___ The data ___
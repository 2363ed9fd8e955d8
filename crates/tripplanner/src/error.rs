//! Error types for tripplanner.
//!
//! This module defines all error types used throughout the tripplanner crate,
//! providing detailed context for debugging and user-friendly error messages.

use std::path::PathBuf;

use chrono::NaiveDate;
use thiserror::Error;

/// The main error type for tripplanner operations.
#[derive(Error, Debug)]
pub enum Error {
    // === Storage Errors ===
    /// Failed to open or create a database.
    #[error("failed to open database at {path}: {source}")]
    DatabaseOpen {
        /// Path to the database file.
        path: PathBuf,
        /// The underlying error.
        #[source]
        source: rusqlite::Error,
    },

    /// A database query failed.
    #[error("database query failed: {0}")]
    DatabaseQuery(#[from] rusqlite::Error),

    /// Failed to run database migrations.
    #[error("database migration failed: {message}")]
    DatabaseMigration {
        /// Description of what went wrong.
        message: String,
    },

    // === Configuration Errors ===
    /// Failed to load configuration.
    #[error("failed to load configuration: {0}")]
    ConfigLoad(Box<figment::Error>),

    /// Configuration validation failed.
    #[error("invalid configuration: {message}")]
    ConfigValidation {
        /// Description of the validation failure.
        message: String,
    },

    // === Validation Errors ===
    /// A required input field was empty.
    #[error("missing required field: {field}")]
    MissingField {
        /// Name of the missing field.
        field: &'static str,
    },

    /// The trip ends before it starts.
    #[error("invalid date range: end date {end} is before start date {start}")]
    InvalidDateRange {
        /// Requested start date.
        start: NaiveDate,
        /// Requested end date.
        end: NaiveDate,
    },

    /// An input field holds a value the model does not allow.
    #[error("invalid value for {field}: {message}")]
    InvalidValue {
        /// Name of the offending field.
        field: &'static str,
        /// What is wrong with it.
        message: String,
    },

    // === Lookup Errors ===
    /// No trip with the given id exists.
    #[error("trip not found: {id}")]
    TripNotFound {
        /// The requested trip id.
        id: String,
    },

    /// No sub-entity (activity, stay, transport, checklist item) with the given id exists.
    #[error("{kind} not found: {id}")]
    EntityNotFound {
        /// Kind of entity that was looked up.
        kind: &'static str,
        /// The requested id.
        id: String,
    },

    /// A day index outside the trip's itinerary.
    #[error("day index {index} is out of range (itinerary has {days} days)")]
    DayOutOfRange {
        /// The requested position.
        index: usize,
        /// Number of days in the itinerary.
        days: usize,
    },

    // === Identity Errors ===
    /// Sign-in did not produce a user.
    #[error("sign-in failed: {0}")]
    SignIn(String),

    /// Sign-out failed.
    #[error("sign-out failed: {0}")]
    SignOut(String),

    // === Remote Errors ===
    /// A write to the remote document store failed.
    #[error("remote store error: {0}")]
    Remote(String),

    // === I/O Errors ===
    /// Failed to create a required directory.
    #[error("failed to create directory {path}: {source}")]
    DirectoryCreate {
        /// Path that couldn't be created.
        path: PathBuf,
        /// The underlying error.
        #[source]
        source: std::io::Error,
    },

    // === Serialization Errors ===
    /// JSON serialization/deserialization failed.
    #[error("JSON error: {0}")]
    Json(#[from] serde_json::Error),

    // === Generic Errors ===
    /// An internal error occurred (bug).
    #[error("internal error: {0}")]
    Internal(String),
}

/// A specialized Result type for tripplanner operations.
pub type Result<T> = std::result::Result<T, Error>;

impl From<figment::Error> for Error {
    fn from(err: figment::Error) -> Self {
        Self::ConfigLoad(Box::new(err))
    }
}

impl Error {
    /// Create a new internal error.
    #[must_use]
    pub fn internal(message: impl Into<String>) -> Self {
        Self::Internal(message.into())
    }

    /// Create a new remote store error.
    #[must_use]
    pub fn remote(message: impl Into<String>) -> Self {
        Self::Remote(message.into())
    }

    /// Create a new sign-in error.
    #[must_use]
    pub fn sign_in(message: impl Into<String>) -> Self {
        Self::SignIn(message.into())
    }

    /// Create a trip lookup error.
    #[must_use]
    pub fn trip_not_found(id: impl Into<String>) -> Self {
        Self::TripNotFound { id: id.into() }
    }

    /// Create a sub-entity lookup error.
    #[must_use]
    pub fn entity_not_found(kind: &'static str, id: impl Into<String>) -> Self {
        Self::EntityNotFound {
            kind,
            id: id.into(),
        }
    }

    /// Check if this error is a failed lookup.
    #[must_use]
    pub fn is_not_found(&self) -> bool {
        matches!(
            self,
            Self::TripNotFound { .. } | Self::EntityNotFound { .. } | Self::DayOutOfRange { .. }
        )
    }

    /// Check if this error was caused by invalid input.
    #[must_use]
    pub fn is_validation(&self) -> bool {
        matches!(
            self,
            Self::MissingField { .. } | Self::InvalidDateRange { .. } | Self::InvalidValue { .. }
        )
    }

    /// Check if retrying the same operation may succeed.
    #[must_use]
    pub fn is_retryable(&self) -> bool {
        matches!(self, Self::SignIn(_) | Self::SignOut(_) | Self::Remote(_))
    }
}

#[cfg(test)]
mod tests {
    use super::*;

    #[test]
    fn test_error_display() {
        let err = Error::trip_not_found("abc");
        assert_eq!(err.to_string(), "trip not found: abc");

        let err = Error::internal("test error");
        assert_eq!(err.to_string(), "internal error: test error");
    }

    #[test]
    fn test_entity_not_found_display() {
        let err = Error::entity_not_found("activity", "a-1");
        assert_eq!(err.to_string(), "activity not found: a-1");
    }

    #[test]
    fn test_invalid_date_range_display() {
        let err = Error::InvalidDateRange {
            start: NaiveDate::from_ymd_opt(2026, 5, 26).unwrap(),
            end: NaiveDate::from_ymd_opt(2026, 5, 19).unwrap(),
        };
        let msg = err.to_string();
        assert!(msg.contains("2026-05-19"));
        assert!(msg.contains("2026-05-26"));
    }

    #[test]
    fn test_day_out_of_range_display() {
        let err = Error::DayOutOfRange { index: 9, days: 8 };
        let msg = err.to_string();
        assert!(msg.contains('9'));
        assert!(msg.contains("8 days"));
    }

    #[test]
    fn test_is_not_found() {
        assert!(Error::trip_not_found("x").is_not_found());
        assert!(Error::entity_not_found("stay", "x").is_not_found());
        assert!(Error::DayOutOfRange { index: 1, days: 1 }.is_not_found());
        assert!(!Error::internal("x").is_not_found());
    }

    #[test]
    fn test_is_validation() {
        assert!(Error::MissingField { field: "title" }.is_validation());
        assert!(!Error::trip_not_found("x").is_validation());
    }

    #[test]
    fn test_invalid_value_display() {
        let err = Error::InvalidValue {
            field: "budget.total",
            message: "must not be negative".to_string(),
        };
        assert_eq!(
            err.to_string(),
            "invalid value for budget.total: must not be negative"
        );
        assert!(err.is_validation());
    }

    #[test]
    fn test_is_retryable() {
        assert!(Error::remote("network down").is_retryable());
        assert!(Error::sign_in("popup closed").is_retryable());
        assert!(!Error::MissingField { field: "title" }.is_retryable());
    }

    #[test]
    fn test_from_rusqlite_error() {
        let result = rusqlite::Connection::open_with_flags(
            "/nonexistent/path/db.sqlite",
            rusqlite::OpenFlags::SQLITE_OPEN_READ_ONLY,
        );
        if let Err(sqlite_err) = result {
            let err: Error = sqlite_err.into();
            assert!(matches!(err, Error::DatabaseQuery(_)));
        }
    }

    #[test]
    fn test_from_json_error() {
        let json_result: std::result::Result<i32, serde_json::Error> =
            serde_json::from_str("not valid json");
        if let Err(json_err) = json_result {
            let err: Error = json_err.into();
            assert!(matches!(err, Error::Json(_)));
        }
    }

    #[test]
    fn test_database_migration_error_display() {
        let err = Error::DatabaseMigration {
            message: "version mismatch".to_string(),
        };
        assert!(err.to_string().contains("version mismatch"));
    }

    #[test]
    fn test_config_validation_error_display() {
        let err = Error::ConfigValidation {
            message: "empty state key".to_string(),
        };
        assert!(err.to_string().contains("empty state key"));
    }

    #[test]
    fn test_directory_create_error_display() {
        let io_err = std::io::Error::new(std::io::ErrorKind::PermissionDenied, "access denied");
        let err = Error::DirectoryCreate {
            path: PathBuf::from("/root/forbidden"),
            source: io_err,
        };
        assert!(err.to_string().contains("/root/forbidden"));
    }
}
___
Which of the lines in the data contain the string "exists"? Return each one.

-- Task solution --
    /// No trip with the given id exists.
    /// No sub-entity (activity, stay, transport, checklist item) with the given id exists.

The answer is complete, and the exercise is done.